Alignment with other federal and state streams. Social and affordable projects often draw a little from several places. When those settings do not line up, projects stall. The audit can recommend simple sequence rules so that proponents are not asked to show proof of funding from a source that itself is waiting on the first one.
These are not radical changes. They are the kinds of improvement a performance audit is designed to suggest.
Politics will run in the background
The audit also lands in a political contest about whether the fund has delivered enough homes for the size of the investment. Some members of the Senate have described the fund as slow and have questioned individual governance matters inside Housing Australia. The Greens have argued that the fund has not yet delivered the level of social housing they wanted and are using the audit to repeat that case. On the other side the government says the fund is locked in and is beginning to finance real projects, and that housing supply is better served by fixing the process rather than scrapping it.
For builders this political contest is mostly noise. What they want is a predictable pipeline, even if it is modest, because it lets them plan labour, work with suppliers and keep specialist subcontractors busy. Uncertainty is what breaks that pipeline.

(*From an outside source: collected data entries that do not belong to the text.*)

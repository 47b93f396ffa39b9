use rust_decimal::Decimal;

use crate::models::InstrumentRule;

/// Fit a desired quantity to the instrument's lot-size rule
///
/// Clamps into `[min_qty, max_qty]`, floors to a multiple of `step_size`, then
/// rounds to the step's own decimal places. The result can be zero when
/// `min_qty` sits below one step; callers must not submit such an order.
pub fn adjust_quantity(quantity: Decimal, rule: &InstrumentRule) -> Decimal {
    let clamped = quantity.min(rule.max_qty).max(rule.min_qty);
    let floored = clamped - (clamped % rule.step_size);
    floored.round_dp(rule.precision())
}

The bottom line for the construction sector
So the reaction from industry can be summed up like this. The audit is welcome. It will provide transparency. It will give government a list of things to fix. It may even make the fund more attractive to private capital. But Australia has a housing shortage right now. If the audit becomes a reason to slow approvals, the review will have missed the point.
For builders, for community housing providers and for suppliers that are trying to hold on to trades, the best outcome is very simple. Keep delivering homes today. Use the audit to make it easier to deliver more tomorrow.